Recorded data
---+---

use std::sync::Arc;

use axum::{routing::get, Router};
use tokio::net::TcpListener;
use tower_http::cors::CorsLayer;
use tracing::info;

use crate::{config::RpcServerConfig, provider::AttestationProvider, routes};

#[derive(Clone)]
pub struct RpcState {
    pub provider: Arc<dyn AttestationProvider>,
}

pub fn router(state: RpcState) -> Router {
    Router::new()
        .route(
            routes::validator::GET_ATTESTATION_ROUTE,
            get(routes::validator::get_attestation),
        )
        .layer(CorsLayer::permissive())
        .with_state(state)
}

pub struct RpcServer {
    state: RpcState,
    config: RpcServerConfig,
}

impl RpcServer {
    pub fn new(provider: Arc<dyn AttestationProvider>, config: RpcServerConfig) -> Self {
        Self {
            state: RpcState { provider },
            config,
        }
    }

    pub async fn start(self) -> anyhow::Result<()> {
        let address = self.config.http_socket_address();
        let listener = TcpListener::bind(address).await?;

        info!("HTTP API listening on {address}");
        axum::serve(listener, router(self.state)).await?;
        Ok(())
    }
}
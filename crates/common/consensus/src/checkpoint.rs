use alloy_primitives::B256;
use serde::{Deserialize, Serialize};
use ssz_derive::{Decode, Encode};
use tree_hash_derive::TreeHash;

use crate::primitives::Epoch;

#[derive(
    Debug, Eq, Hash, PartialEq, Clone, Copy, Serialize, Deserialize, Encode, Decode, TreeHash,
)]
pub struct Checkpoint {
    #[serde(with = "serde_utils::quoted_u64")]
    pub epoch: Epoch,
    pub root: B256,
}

---+---

Task objective: Each record above should be restated word for word.

Result of the exercise:
use std::sync::Arc;

use axum::{routing::get, Router};
use tokio::net::TcpListener;
use tower_http::cors::CorsLayer;
use tracing::info;

use crate::{config::RpcServerConfig, provider::AttestationProvider, routes};

#[derive(Clone)]
pub struct RpcState {
    pub provider: Arc<dyn AttestationProvider>,
}

pub fn router(state: RpcState) -> Router {
    Router::new()
        .route(
            routes::validator::GET_ATTESTATION_ROUTE,
            get(routes::validator::get_attestation),
        )
        .layer(CorsLayer::permissive())
        .with_state(state)
}

pub struct RpcServer {
    state: RpcState,
    config: RpcServerConfig,
}

impl RpcServer {
    pub fn new(provider: Arc<dyn AttestationProvider>, config: RpcServerConfig) -> Self {
        Self {
            state: RpcState { provider },
            config,
        }
    }

    pub async fn start(self) -> anyhow::Result<()> {
        let address = self.config.http_socket_address();
        let listener = TcpListener::bind(address).await?;

        info!("HTTP API listening on {address}");
        axum::serve(listener, router(self.state)).await?;
        Ok(())
    }
}
filename crates/common/consensus/src/checkpoint.rs
use alloy_primitives::B256;
use serde::{Deserialize, Serialize};
use ssz_derive::{Decode, Encode};
use tree_hash_derive::TreeHash;

use crate::primitives::Epoch;

#[derive(
    Debug, Eq, Hash, PartialEq, Clone, Copy, Serialize, Deserialize, Encode, Decode, TreeHash,
)]
pub struct Checkpoint {
    #[serde(with = "serde_utils::quoted_u64")]
    pub epoch: Epoch,
    pub root: B256,
}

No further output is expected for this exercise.